═══ Provided information ═══

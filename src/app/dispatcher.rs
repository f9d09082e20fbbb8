//! Dispatcher: turns queued lines into strictly sequential actuations.
//!
//! For every dequeued [`RawLine`] the dispatcher parses the text and walks
//! the commands left to right, waiting for each actuation to complete
//! before starting the next one. What happens to a bad token depends on
//! the [`InvalidTokenPolicy`]:
//!
//! - `DiscardLine`: the whole line is dropped before anything runs.
//! - `SkipToken`: the bad token is logged and skipped, the rest runs.
//!
//! A completion timeout abandons the rest of the line; the pipeline keeps
//! going with the next line.

use log::{debug, error, info, warn};

use crate::adapters::time::MonotonicClock;
use crate::command::{self, Command};
use crate::config::{ControllerConfig, InvalidTokenPolicy};
use crate::diagnostics::Diagnostics;
use crate::error::{DispatchError, ParseError};

use super::context::ShutdownSignal;
use super::ports::Actuation;
use super::queue::{CommandQueue, RawLine};

/// What became of one line.
#[derive(Debug, Clone, Copy, Default, PartialEq, Eq)]
pub struct LineReport {
    /// Commands that ran to completion.
    pub executed: usize,
    /// Tokens or commands that were skipped.
    pub skipped: usize,
    /// The line was rejected before anything ran.
    pub discarded: bool,
    /// Execution stopped part-way through the line.
    pub aborted: bool,
}

pub struct Dispatcher<A: Actuation> {
    actuation: A,
    diagnostics: Diagnostics,
    clock: MonotonicClock,
    default_duration_ms: u32,
    strict_timing: bool,
    policy: InvalidTokenPolicy,
}

impl<A: Actuation> Dispatcher<A> {
    pub fn new(
        actuation: A,
        diagnostics: Diagnostics,
        clock: MonotonicClock,
        config: &ControllerConfig,
    ) -> Self {
        Self {
            actuation,
            diagnostics,
            clock,
            default_duration_ms: config.default_duration_ms,
            strict_timing: config.strict_timing,
            policy: config.invalid_token_policy,
        }
    }

    /// Process lines until shutdown.
    pub fn run(&self, queue: &CommandQueue, shutdown: &ShutdownSignal) {
        info!("Dispatcher ready ({:?})", self.policy);
        while let Some(line) = queue.pop_blocking(shutdown) {
            let report = self.process_line(&line);
            debug!("Dispatcher: '{}' -> {:?}", line.as_str(), report);
        }
        debug!("Dispatcher stopped");
    }

    /// Parse and execute one line, blocking until its last command is done.
    pub fn process_line(&self, line: &RawLine) -> LineReport {
        match self.policy {
            InvalidTokenPolicy::DiscardLine => {
                match command::parse_line_with(line.as_str(), self.default_duration_ms) {
                    Ok(commands) => self.execute(commands.into_iter().map(Ok)),
                    Err(e) => {
                        warn!("Dispatcher: discarding '{}': {}", line.as_str(), e);
                        self.diagnostics
                            .report(format_args!("Parse error: {e}, line discarded"));
                        LineReport {
                            discarded: true,
                            ..LineReport::default()
                        }
                    }
                }
            }
            InvalidTokenPolicy::SkipToken => {
                self.execute(command::tokens(line.as_str(), self.default_duration_ms))
            }
        }
    }

    fn execute(
        &self,
        commands: impl Iterator<Item = Result<Command, ParseError>>,
    ) -> LineReport {
        let started = self.clock.uptime_us();
        let mut report = LineReport::default();

        for item in commands {
            let command = match item {
                Ok(command) => command,
                Err(ParseError::UnknownColor(c)) => {
                    self.skip(&mut report, DispatchError::UnknownColorToken(c));
                    continue;
                }
                Err(e) => {
                    warn!("Dispatcher: skipping token: {}", e);
                    self.diagnostics.report(format_args!("Parse error: {e}, token skipped"));
                    report.skipped += 1;
                    continue;
                }
            };

            if self.strict_timing && command.duration_ms == 0 {
                self.skip(&mut report, DispatchError::ZeroDuration);
                continue;
            }

            self.diagnostics.report(format_args!(
                "Dispatcher: Color {} for {} ms",
                command.color.letter(),
                command.duration_ms
            ));

            match self.actuation.actuate(command) {
                Ok(()) => report.executed += 1,
                Err(e @ DispatchError::ZeroDuration) => self.skip(&mut report, e),
                Err(e) => {
                    error!(
                        "Dispatcher: {} for {} ms failed: {}; abandoning line",
                        command.color.name(),
                        command.duration_ms,
                        e
                    );
                    report.aborted = true;
                    break;
                }
            }
        }

        if report.executed > 0 {
            self.diagnostics.report(format_args!(
                "Sequence total duration: {} us",
                self.clock.elapsed_us(started)
            ));
        }
        report
    }

    fn skip(&self, report: &mut LineReport, e: DispatchError) {
        warn!("Dispatcher: skipping command: {}", e);
        self.diagnostics.report(format_args!("Dispatch error: {e}"));
        report.skipped += 1;
    }
}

═══

Exercise requirements
Return the lines exactly as they stand, please. Start at the top of the material and finish with the line where "pub struct LineReport" appears.

Result below
filename src/app/dispatcher.rs
repository f9d09082e20fbbb8
//! Dispatcher: turns queued lines into strictly sequential actuations.
//!
//! For every dequeued [`RawLine`] the dispatcher parses the text and walks
//! the commands left to right, waiting for each actuation to complete
//! before starting the next one. What happens to a bad token depends on
//! the [`InvalidTokenPolicy`]:
//!
//! - `DiscardLine`: the whole line is dropped before anything runs.
//! - `SkipToken`: the bad token is logged and skipped, the rest runs.
//!
//! A completion timeout abandons the rest of the line; the pipeline keeps
//! going with the next line.

use log::{debug, error, info, warn};

use crate::adapters::time::MonotonicClock;
use crate::command::{self, Command};
use crate::config::{ControllerConfig, InvalidTokenPolicy};
use crate::diagnostics::Diagnostics;
use crate::error::{DispatchError, ParseError};

use super::context::ShutdownSignal;
use super::ports::Actuation;
use super::queue::{CommandQueue, RawLine};

/// What became of one line.
#[derive(Debug, Clone, Copy, Default, PartialEq, Eq)]
pub struct LineReport {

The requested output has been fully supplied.